Christopher Dacanay
Sports Editor
Although it is a rather unflattering fact to admit, I must confess that I’d never stepped foot in Franciscan’s weight room until this semester, and I’m a second-semester junior.
After years of sluggishness and bad eating habits, something finally clicked in my mind, urging me toward spending time at the gym.
I’ve been reflecting on my future as a man who may one day have a family to take care of. Hypothetically, what would I do if my future family and I were involved in a life-threatening situation?
Perhaps, for example, we were trapped in a burning building, and the only way for us to escape would be if I cleared our way by muscling through flaming rubble. Another example is if one of my children was drowning in a raging river, and I needed to swim him or her to shore.
The essential question: given my physical state now, would I have the strength to protect those I love in an emergency situation?
It’s a limited, and admittedly worldly, way to look at fitness, but it has sparked a flame of concern in my heart that was absent beforehand. I am starting to see fitness as an obligation rather than pure vanity.
Granted, I believe God can grant supernatural strength to us when he sees fit in crisis situations; however, this does not exempt me from taking care of myself. Faith in God is no excuse for me to let my body rot.
I should want to take care of the aspect of creation God specifically designed for me. My body is a heartfelt gift of God as are the beautiful people around me. I must take care of the body God has given me and, in doing so, make myself fit to serve my brothers and sisters on earth.
Calling one’s body a “temple of the Holy Spirit” is cliché and disregarded nowadays, which is a shame, considering it is scripturally rooted in 1 Corinthians 6:19 and a profound reality to meditate upon.
A term that I’d never heard until recently is “body awareness,” which implies knowledge and understanding of how one’s body acts and reacts. Without my knowing, I’ve been mentally invested in fostering my own body awareness for the past year or two.
For me, practicing body awareness has meant challenging myself physically both in the weight room and on the track. It has meant learning how different foods and different amounts of sleep affect me through research and trial and error.

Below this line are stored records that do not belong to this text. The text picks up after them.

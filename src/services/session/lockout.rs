use chrono::{DateTime, Duration, Utc};

#[derive(Debug, Clone, Copy, PartialEq, Eq)]
pub enum LockoutTick {
    Locked { remaining_secs: i64 },
    /// The lock just expired; the countdown has cleared itself.
    Unlocked,
}

/// Per-second countdown shown while an account is locked out.
#[derive(Debug, Clone, Default, PartialEq, Eq)]
pub struct LockoutCountdown {
    username: Option<String>,
    unlock_at: Option<DateTime<Utc>>,
}

impl LockoutCountdown {
    pub fn new() -> Self {
        Self::default()
    }

    pub fn start(&mut self, username: &str, remaining: Duration, now: DateTime<Utc>) {
        log::warn!(
            "Account '{}' locked for {} more minute(s)",
            username,
            remaining.num_minutes()
        );
        self.username = Some(username.to_string());
        self.unlock_at = Some(now + remaining);
    }

    pub fn clear(&mut self) {
        self.username = None;
        self.unlock_at = None;
    }

    pub fn is_active(&self) -> bool {
        self.unlock_at.is_some()
    }

    pub fn username(&self) -> Option<&str> {
        self.username.as_deref()
    }

    /// Clears the countdown when the form now names a different account.
    pub fn on_username_changed(&mut self, username: &str) {
        if self.username.as_deref().is_some_and(|locked| locked != username) {
            self.clear();
        }
    }

    pub fn remaining_secs(&self, now: DateTime<Utc>) -> Option<i64> {
        self.unlock_at
            .map(|unlock_at| (unlock_at - now).num_seconds().max(0))
    }

    /// `None` while inactive. Reaching zero clears the countdown and reports
    /// [`LockoutTick::Unlocked`] exactly once.
    pub fn tick_at(&mut self, now: DateTime<Utc>) -> Option<LockoutTick> {
        let remaining_secs = self.remaining_secs(now)?;
        if remaining_secs > 0 {
            return Some(LockoutTick::Locked { remaining_secs });
        }

        log::info!(
            "Lockout for '{}' expired",
            self.username.as_deref().unwrap_or_default()
        );
        self.clear();
        Some(LockoutTick::Unlocked)
    }
}

/// `MM:SS` rendering of a countdown.
pub fn format_countdown(remaining_secs: i64) -> String {
    let secs = remaining_secs.max(0);
    format!("{:02}:{:02}", secs / 60, secs % 60)
}

#[cfg(test)]
mod tests {
    use super::*;
    use chrono::TimeZone;
    use test_case::test_case;

    fn now() -> DateTime<Utc> {
        Utc.with_ymd_and_hms(2025, 3, 3, 9, 0, 0).unwrap()
    }

    #[test]
    fn test_counts_down_then_unlocks_once() {
        let mut countdown = LockoutCountdown::new();
        countdown.start("amy", Duration::minutes(2), now());

        assert_eq!(
            countdown.tick_at(now() + Duration::seconds(1)),
            Some(LockoutTick::Locked { remaining_secs: 119 })
        );
        assert_eq!(
            countdown.tick_at(now() + Duration::minutes(2)),
            Some(LockoutTick::Unlocked)
        );
        assert!(!countdown.is_active());
        assert_eq!(countdown.tick_at(now() + Duration::minutes(3)), None);
    }

    #[test]
    fn test_username_change_clears_countdown() {
        let mut countdown = LockoutCountdown::new();
        countdown.start("amy", Duration::minutes(5), now());

        countdown.on_username_changed("amy");
        assert!(countdown.is_active());

        countdown.on_username_changed("bob");
        assert!(!countdown.is_active());
        assert_eq!(countdown.username(), None);
    }

    #[test]
    fn test_inactive_countdown_does_not_tick() {
        let mut countdown = LockoutCountdown::new();
        assert_eq!(countdown.tick_at(now()), None);
        assert_eq!(countdown.remaining_secs(now()), None);
    }

    #[test_case(0, "00:00")]
    #[test_case(59, "00:59")]
    #[test_case(61, "01:01")]
    #[test_case(1800, "30:00")]
    #[test_case(-5, "00:00")]
    fn test_format_countdown(secs: i64, expected: &str) {
        assert_eq!(format_countdown(secs), expected);
    }
}
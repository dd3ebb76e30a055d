use anyhow::{Context, Result};
use rusqlite::Connection;

use super::schema;

/// Thin wrapper around the client's SQLite connection.
pub struct Database {
    conn: Connection,
    path: String,
}

impl Database {
    /// Opens (or creates) a SQLite database at the provided path.
    ///
    /// # Examples
    /// ```
    /// use tutor_desk::services::database::Database;
    /// let db = Database::new(":memory:").unwrap();
    /// ```
    pub fn new(path: &str) -> Result<Self> {
        let conn =
            Connection::open(path).context(format!("Failed to open database at {}", path))?;

        Ok(Self {
            conn,
            path: path.to_string(),
        })
    }

    /// Provides read/write access to the underlying `rusqlite::Connection`.
    pub fn connection(&self) -> &Connection {
        &self.conn
    }

    pub(crate) fn connection_mut(&mut self) -> &mut Connection {
        &mut self.conn
    }

    pub fn path(&self) -> &str {
        &self.path
    }

    /// Creates the tables the client needs.
    pub fn initialize_schema(&self) -> Result<()> {
        schema::initialize_schema(self.connection())
    }
}
//! Weekly short-term schedule editor.
//!
//! Holds one student's bookings for one week together with the time-slot
//! axis and the active teachers. Every mutation goes to the server first and
//! is followed by a full reload; local state is never patched speculatively,
//! so a failed request leaves the last loaded snapshot untouched.
//!
//! Each network step comes in two halves so the UI can run the request on a
//! worker thread: `begin_*`/`plan_*` prepares it on the UI thread and
//! `apply_*`/`finish_*` folds the result back in. The one-call methods
//! (`load`, `move_booking`, `submit_form`, `confirm_delete`) chain the halves
//! synchronously.

pub mod drag;
mod form;
pub mod grid;
mod student;

pub use form::{BookingForm, FormMode};
pub use grid::{GridCell, GridRow};
pub use student::{lookup_student, NOT_SHORT_TERM, STUDENT_LOAD_FAILED};

use std::thread::{self, ScopedJoinHandle};

use crate::models::schedule::{
    BookingDraft, ScheduleItem, SlotKey, SlotMove, Teacher, TimeSlot, WeekWindow,
};
use crate::services::api::{ApiError, ApiResult, ScheduleApi};

pub const LOAD_FAILED: &str = "Failed to load schedule data";
pub const SLOT_OCCUPIED: &str = "The target time slot already has a booking";
pub const MOVE_FAILED: &str = "Failed to move booking";
pub const SAVE_FAILED: &str = "Failed to save booking";
pub const DELETE_FAILED: &str = "Failed to delete booking";

#[derive(Debug, Clone, PartialEq, Eq, Default)]
pub enum LoadPhase {
    #[default]
    Idle,
    Loading,
    Ready,
    Failed(String),
}

/// Result of dropping a booking on a grid cell.
#[derive(Debug, Clone, PartialEq, Eq)]
pub enum DropOutcome {
    /// Unknown booking, unparsable target or grid not loaded.
    Ignored,
    /// Target cell holds another booking; nothing was sent.
    Conflict,
    Moved,
    Failed(String),
}

#[derive(Debug, Clone, PartialEq, Eq)]
pub enum SaveOutcome {
    NoForm,
    /// The open form is already waiting for the server.
    InFlight,
    /// Rejected locally; nothing was sent.
    Invalid(String),
    Saved,
    Failed(String),
}

#[derive(Debug, Clone, PartialEq, Eq)]
pub enum DeleteOutcome {
    NothingPending,
    Deleted,
    Failed(String),
}
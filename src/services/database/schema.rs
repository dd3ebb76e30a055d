use anyhow::{Context, Result};
use rusqlite::Connection;

pub fn initialize_schema(conn: &Connection) -> Result<()> {
    create_local_storage_table(conn)?;
    Ok(())
}

fn create_local_storage_table(conn: &Connection) -> Result<()> {
    conn.execute(
        "CREATE TABLE IF NOT EXISTS local_storage (
            key TEXT PRIMARY KEY NOT NULL,
            value TEXT NOT NULL,
            updated_at TEXT NOT NULL DEFAULT CURRENT_TIMESTAMP
        )",
        [],
    )
    .context("Failed to create local_storage table")?;
    Ok(())
}
use std::fmt;

use chrono::NaiveTime;
use serde::{Deserialize, Serialize};

pub const DAYS_PER_WEEK: u8 = 7;

/// Placement key of one grid cell: `(day_of_week, time_slot)`.
///
/// The composite identifier used by drop targets is `"{day}-{time_slot}"`,
/// for example `3-10:00:00`.
#[derive(Debug, Clone, PartialEq, Eq, Hash, Serialize, Deserialize)]
pub struct SlotKey {
    pub day_of_week: u8,
    pub time_slot: String,
}

impl SlotKey {
    pub fn new(day_of_week: u8, time_slot: impl Into<String>) -> Self {
        Self {
            day_of_week,
            time_slot: time_slot.into(),
        }
    }

    /// Parses a drop-target identifier back into a slot key.
    pub fn parse(id: &str) -> Result<Self, String> {
        let (day, time_slot) = id
            .split_once('-')
            .ok_or_else(|| format!("Invalid cell id '{}': missing separator", id))?;

        let day_of_week: u8 = day
            .trim()
            .parse()
            .map_err(|_| format!("Invalid cell id '{}': day is not a number", id))?;

        if !(1..=DAYS_PER_WEEK).contains(&day_of_week) {
            return Err(format!(
                "Invalid cell id '{}': day must be between 1 and {}",
                id, DAYS_PER_WEEK
            ));
        }

        let time_slot = time_slot.trim();
        if time_slot.is_empty() {
            return Err(format!("Invalid cell id '{}': empty time slot", id));
        }

        Ok(Self::new(day_of_week, time_slot))
    }

    pub fn cell_id(&self) -> String {
        self.to_string()
    }
}

impl fmt::Display for SlotKey {
    fn fmt(&self, f: &mut fmt::Formatter<'_>) -> fmt::Result {
        write!(f, "{}-{}", self.day_of_week, self.time_slot)
    }
}

/// Normalizes the time-of-day encodings the server emits to `HH:MM:SS`.
///
/// Accepts `HH:MM`, `HH:MM:SS`, `HH:MM:SS.fff` and ISO timestamps such as
/// `1970-01-01T09:00:00.000Z` (SQL TIME columns serialized as dates).
pub fn normalize_time_slot(raw: &str) -> Option<String> {
    let raw = raw.trim();
    let time_part = match raw.split_once('T') {
        Some((_, rest)) => rest.trim_end_matches('Z'),
        None => raw,
    };

    let time_part = time_part.split('.').next().unwrap_or(time_part);

    NaiveTime::parse_from_str(time_part, "%H:%M:%S")
        .or_else(|_| NaiveTime::parse_from_str(time_part, "%H:%M"))
        .ok()
        .map(|time| time.format("%H:%M:%S").to_string())
}
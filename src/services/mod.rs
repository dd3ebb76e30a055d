// Service module exports

pub mod api;
pub mod database;
pub mod schedule;
pub mod session;
pub mod storage;
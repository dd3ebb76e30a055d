//! REST API access for the schedule grid and the session guard.
//!
//! The engine and the guard only see the [`ScheduleApi`] and [`AuthApi`]
//! traits; [`ApiClient`] is the production implementation over blocking
//! `reqwest`.

mod client;

pub use client::ApiClient;

use serde::Deserialize;
use thiserror::Error;

use crate::models::schedule::{
    BookingDraft, ScheduleItem, SlotMove, Student, Teacher, TimeSlot, WeekWindow,
};
use crate::models::session::SessionUser;

#[derive(Debug, Clone, PartialEq, Eq, Error)]
pub enum ApiError {
    /// The request never produced a response (connection refused, timeout, ...).
    #[error("Network error: {0}")]
    Network(String),

    /// The server answered with a non-2xx status.
    #[error("Request rejected with HTTP {status}{}", .message.as_deref().map(|m| format!(": {}", m)).unwrap_or_default())]
    Rejected { status: u16, message: Option<String> },

    /// The server answered 2xx but the body could not be decoded.
    #[error("Unexpected response: {0}")]
    Decode(String),
}

impl ApiError {
    pub fn rejected(status: u16, message: impl Into<String>) -> Self {
        ApiError::Rejected {
            status,
            message: Some(message.into()),
        }
    }

    /// True when the server positively refused the request.
    pub fn is_rejection(&self) -> bool {
        matches!(self, ApiError::Rejected { .. })
    }

    pub fn status(&self) -> Option<u16> {
        match self {
            ApiError::Rejected { status, .. } => Some(*status),
            _ => None,
        }
    }

    /// Message for the user: the server-supplied text when there is one,
    /// otherwise `fallback`.
    pub fn user_message(&self, fallback: &str) -> String {
        match self {
            ApiError::Rejected {
                message: Some(message),
                ..
            } if !message.trim().is_empty() => message.clone(),
            _ => fallback.to_string(),
        }
    }
}

pub type ApiResult<T> = Result<T, ApiError>;

/// Successful `POST /api/auth/login` body.
#[derive(Debug, Clone, PartialEq, Eq, Deserialize)]
pub struct LoginGrant {
    pub token: String,
    pub user: SessionUser,
}

/// Outcome of a login attempt the server answered.
#[derive(Debug, Clone, PartialEq, Eq)]
pub enum LoginReply {
    Granted(LoginGrant),
    /// Wrong credentials (HTTP 401).
    Denied {
        message: Option<String>,
        remaining_attempts: Option<u32>,
    },
    /// Account locked (HTTP 423).
    Locked {
        message: Option<String>,
        remaining_minutes: u32,
    },
}

/// `GET /api/auth/lock-status/{username}` body.
#[derive(Debug, Clone, PartialEq, Eq, Deserialize)]
#[serde(rename_all = "camelCase")]
pub struct LockStatus {
    pub is_locked: bool,
    #[serde(default)]
    pub remaining_minutes: u32,
    #[serde(default)]
    pub failed_attempts: u32,
}

/// Short-term schedule endpoints.
#[cfg_attr(test, mockall::automock)]
pub trait ScheduleApi {
    /// Active student by id; inactive or unknown ids are rejected with 404.
    fn get_student(&self, id: i64) -> ApiResult<Student>;

    fn list_student_schedules(
        &self,
        student_id: i64,
        week: &WeekWindow,
    ) -> ApiResult<Vec<ScheduleItem>>;

    fn list_time_slots(&self) -> ApiResult<Vec<TimeSlot>>;

    fn list_teachers(&self) -> ApiResult<Vec<Teacher>>;

    fn create_schedule(&self, draft: &BookingDraft) -> ApiResult<()>;

    fn update_schedule(&self, id: i64, draft: &BookingDraft) -> ApiResult<()>;

    /// Relocates a booking; the body carries only day and time slot.
    fn move_schedule(&self, id: i64, slot: &SlotMove) -> ApiResult<()>;

    fn delete_schedule(&self, id: i64) -> ApiResult<()>;
}

/// Authentication endpoints.
#[cfg_attr(test, mockall::automock)]
pub trait AuthApi {
    /// `Ok(())` when the server accepts the bearer token.
    fn verify_token(&self, token: &str) -> ApiResult<()>;

    fn login(&self, username: &str, password: &str) -> ApiResult<LoginReply>;

    fn lock_status(&self, username: &str) -> ApiResult<LockStatus>;
}

#[cfg(test)]
mod tests {
    use super::*;

    #[test]
    fn test_user_message_prefers_server_text() {
        let err = ApiError::rejected(400, "Slot already taken");
        assert_eq!(err.user_message("Save failed"), "Slot already taken");
    }

    #[test]
    fn test_user_message_falls_back() {
        let blank = ApiError::Rejected {
            status: 500,
            message: Some("  ".to_string()),
        };
        let network = ApiError::Network("connection refused".to_string());

        assert_eq!(blank.user_message("Save failed"), "Save failed");
        assert_eq!(network.user_message("Save failed"), "Save failed");
    }

    #[test]
    fn test_rejection_classification() {
        assert!(ApiError::rejected(403, "expired").is_rejection());
        assert!(!ApiError::Network("timeout".to_string()).is_rejection());
        assert!(!ApiError::Decode("bad json".to_string()).is_rejection());
        assert_eq!(ApiError::rejected(403, "expired").status(), Some(403));
    }

    #[test]
    fn test_error_display() {
        assert_eq!(
            ApiError::rejected(404, "Booking not found").to_string(),
            "Request rejected with HTTP 404: Booking not found"
        );
        assert_eq!(
            ApiError::Rejected { status: 500, message: None }.to_string(),
            "Request rejected with HTTP 500"
        );
    }

    #[test]
    fn test_lock_status_deserializes_camel_case() {
        let status: LockStatus = serde_json::from_str(
            r#"{"isLocked":true,"remainingMinutes":42,"unlockTime":"2025-03-03T10:00:00Z","failedAttempts":3}"#,
        )
        .unwrap();

        assert!(status.is_locked);
        assert_eq!(status.remaining_minutes, 42);
        assert_eq!(status.failed_attempts, 3);
    }
}
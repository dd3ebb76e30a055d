//! Day-of-week × time-slot projection of a week's bookings.

use crate::models::schedule::{ScheduleItem, SlotKey, TimeSlot, DAYS_PER_WEEK};

/// One cell of the weekly grid.
#[derive(Debug, Clone, PartialEq)]
pub struct GridCell<'a> {
    pub key: SlotKey,
    pub booking: Option<&'a ScheduleItem>,
}

/// One time-slot row: seven cells, Monday first.
#[derive(Debug, Clone, PartialEq)]
pub struct GridRow<'a> {
    pub slot: &'a TimeSlot,
    pub cells: Vec<GridCell<'a>>,
}

/// First booking occupying `(day_of_week, time_slot)`.
pub fn schedule_at<'a>(
    schedules: &'a [ScheduleItem],
    day_of_week: u8,
    time_slot: &str,
) -> Option<&'a ScheduleItem> {
    schedules
        .iter()
        .find(|item| item.occupies(day_of_week, time_slot))
}

/// Builds the grid rows in server slot order. Bookings whose slot is not in
/// `time_slots` have no cell and are not rendered.
pub fn build_rows<'a>(time_slots: &'a [TimeSlot], schedules: &'a [ScheduleItem]) -> Vec<GridRow<'a>> {
    time_slots
        .iter()
        .map(|slot| GridRow {
            slot,
            cells: (1..=DAYS_PER_WEEK)
                .map(|day| GridCell {
                    key: SlotKey::new(day, slot.time_slot.clone()),
                    booking: schedule_at(schedules, day, &slot.time_slot),
                })
                .collect(),
        })
        .collect()
}

/// Bookings that the grid cannot place (unknown slot or day out of range).
pub fn unplaced<'a>(time_slots: &[TimeSlot], schedules: &'a [ScheduleItem]) -> Vec<&'a ScheduleItem> {
    schedules
        .iter()
        .filter(|item| {
            !(1..=DAYS_PER_WEEK).contains(&item.day_of_week)
                || !time_slots.iter().any(|slot| slot.time_slot == item.time_slot)
        })
        .collect()
}
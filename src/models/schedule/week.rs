use chrono::{Datelike, Duration, NaiveDate};

/// Monday-to-Sunday window a student's short-term bookings belong to.
#[derive(Debug, Clone, Copy, PartialEq, Eq, Hash)]
pub struct WeekWindow {
    pub start: NaiveDate,
    pub end: NaiveDate,
}

impl WeekWindow {
    pub fn containing(date: NaiveDate) -> Self {
        let offset = date.weekday().num_days_from_monday() as i64;
        let start = date - Duration::days(offset);
        Self {
            start,
            end: start + Duration::days(6),
        }
    }

    pub fn next(&self) -> Self {
        Self::containing(self.start + Duration::days(7))
    }

    pub fn previous(&self) -> Self {
        Self::containing(self.start - Duration::days(7))
    }

    /// Calendar date of a 1-based day of week inside this window.
    pub fn date_of(&self, day_of_week: u8) -> Option<NaiveDate> {
        match day_of_week {
            1..=7 => Some(self.start + Duration::days(day_of_week as i64 - 1)),
            _ => None,
        }
    }

    pub fn start_param(&self) -> String {
        self.start.format("%Y-%m-%d").to_string()
    }

    pub fn end_param(&self) -> String {
        self.end.format("%Y-%m-%d").to_string()
    }

    pub fn label(&self) -> String {
        format!(
            "{} – {}",
            self.start.format("%b %d"),
            self.end.format("%b %d, %Y")
        )
    }
}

I believe God built certain bodily responses into the human person as a natural warning signal about what we consume. Excessive chocolate causes acne, coffee worsens anxiety, soda heightens chances of tooth decay, and the adverse effects of added sugar and fatty food intake are too various to mention.
My body is not a garbage disposal, though I treat it as such on occasion. What an unthinkable shame it is for the Body of Christ to enter into the physically neglected body of a communicant, one who prepared the way for his Savior by downing nothing but a Red Bull before Mass.
Relishing in bad health practices feels just plain terrible — everyone knows that, though we might not like to admit it.
I say this next part with absolute sincerity: exercising feels good. Being healthy is intended by our design, which is why it is pleasurable and why it causes one to like himself more. Why else would God have created runner’s high if not to scream in our faces, “This is what you are meant to do!”
Sainthood is not something we are allowed to neglect. Given the choice of Heaven or Hell, there is one correct and one incorrect answer. I say that fitness and loving maintenance of the body, to the extent that we can accomplish it, are necessary.
I have seen my unvirtuous health habits for what they truly are. Every day is a new challenge for me to turn away from the path my sinful nature wants me to take. I still have so far to go and I have only scratched the surface.
I mentioned that last part in order to emphasize that I am a sinner and that my goal is not to talk down to anyone. All I want is to present my findings and to hopefully spark in others a flame of body awareness that the Holy Spirit can kindle into a burning inferno.
Put good in, get good out. As it’s put in chapter one, verse 12 of the Epistle of James: “Blessed is the man who endures trial, for when he has stood the test he will receive the crown of life which God has promised to those who love him.”